Never the less, i like the idea :-). We do use nagios-cucumber for work flow monitoring against some of our apps.
Cool! Nagios-cucumber looks like a great tool. I knew I wasn’t the only one thinking along those lines.
You’re right that Nagios isn’t a Continuous Integration tool. I’m just thinking that functionality can suffer because of things other than new commits, especially on a production app. So reusing existing functional tests for monitoring seems like a good way to increase monitoring coverage.
And I think sysadmins could benefit from using test tools to prove assertions about the environment and infrastructure underneath the application.
Thanks for your feedback, Ranjib!
You guys are not alone. I have recently trying to run some web automation test but would like to integrate it with Nagios because I don’t really need the Git pulling part. I just need the test to run every minutes and notify me when things fail. But I do totally see the need of bring the best of 2 worlds together here. I would use Jenkins and integrate it with Nagios if I have to.
But kudos to Nathan for creating this plugin so I can actually use only Nagios and not have to spin up additional server for Jenkins.
Thanks, Henry. See also my Nagios Conf talk last year titled “Monitoring The User Experience For Availability and Performance” for more in the functional/frontend tests department.
Nathan, Thanks for the link to your slide.
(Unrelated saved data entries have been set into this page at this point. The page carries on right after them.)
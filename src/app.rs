use crate::catalog::PageNumber;
use crate::config::Config;
use crate::error::AppError;
use crate::navigation::POPULAR_PATH;
use crate::render;
use crate::tmdb::{CatalogApi, TmdbClient};
use anyhow::{Context, Result};
use axum::{
    extract::{Query, State},
    response::{Html, Redirect},
    routing::get,
    Router,
};
use serde::Deserialize;
use std::sync::Arc;
use tower_http::trace::TraceLayer;
use tracing::info;

#[derive(Clone)]
pub struct AppState {
    pub catalog: Arc<dyn CatalogApi>,
    pub image_base: String,
}

#[derive(Debug, Default, Deserialize)]
pub struct PopularQuery {
    pub page: Option<String>,
}

impl PopularQuery {
    /// Absent means the first page; anything else goes through the integer parser as-is.
    pub fn page_number(&self) -> Result<PageNumber, AppError> {
        match self.page.as_deref() {
            None => Ok(PageNumber::default()),
            Some(raw) => raw.parse().map_err(|source| AppError::InvalidPage {
                raw: raw.to_string(),
                source,
            }),
        }
    }
}

pub async fn run_server(config: Config) -> Result<()> {
    let catalog: Arc<dyn CatalogApi> =
        Arc::new(TmdbClient::new(&config).context("Failed to build TMDB client")?);
    info!("Using TMDB API at {}", config.tmdb_api_base);

    let state = AppState {
        catalog,
        image_base: config.image_base.clone(),
    };
    let app = build_router(state);

    info!("Listening on {}", config.bind_addr);
    let listener = tokio::net::TcpListener::bind(config.bind_addr)
        .await
        .with_context(|| format!("Failed to bind {}", config.bind_addr))?;
    axum::serve(listener, app)
        .with_graceful_shutdown(shutdown_signal())
        .await
        .context("Server error")?;
    Ok(())
}

pub fn build_router(state: AppState) -> Router {
    Router::new()
        .route("/", get(index))
        .route(POPULAR_PATH, get(popular))
        .route("/health", get(health))
        .layer(TraceLayer::new_for_http())
        .with_state(state)
}

async fn health() -> &'static str {
    "OK"
}

async fn index() -> Redirect {
    Redirect::to(POPULAR_PATH)
}

async fn popular(
    State(state): State<AppState>,
    Query(query): Query<PopularQuery>,
) -> Result<Html<String>, AppError> {
    let page = query.page_number()?;
    let movies = state.catalog.fetch_popular(page).await?;
    info!(
        "Rendering page {} with {} movies",
        page,
        movies.results.len()
    );
    Ok(Html(
        render::popular_page(&movies, &state.image_base).into_string(),
    ))
}

async fn shutdown_signal() {
    let ctrl_c = async {
        tokio::signal::ctrl_c()
            .await
            .expect("failed to install Ctrl+C handler");
    };

    #[cfg(unix)]
    let terminate = async {
        use tokio::signal::unix::{signal, SignalKind};
        let mut term = signal(SignalKind::terminate()).expect("failed to install SIGTERM handler");
        term.recv().await;
    };

    #[cfg(not(unix))]
    let terminate = std::future::pending::<()>();

    tokio::select! {
        _ = ctrl_c => {
            info!("Shutdown signal received (Ctrl+C)");
        }
        _ = terminate => {
            info!("Shutdown signal received (SIGTERM)");
        }
    }
}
That’s exactly what I am currently working on. I have setup Selenium to work with Jenkins originally. But I would like to have Nagios trigger the test instead of Jenkins.
Can you tell me if there is a way to trigger check B after check A and only when check A was successful. This was easy to do with Jenkins, but if I can do the same with Nagios, that would be the best. I am using check_mk on top of Nagios.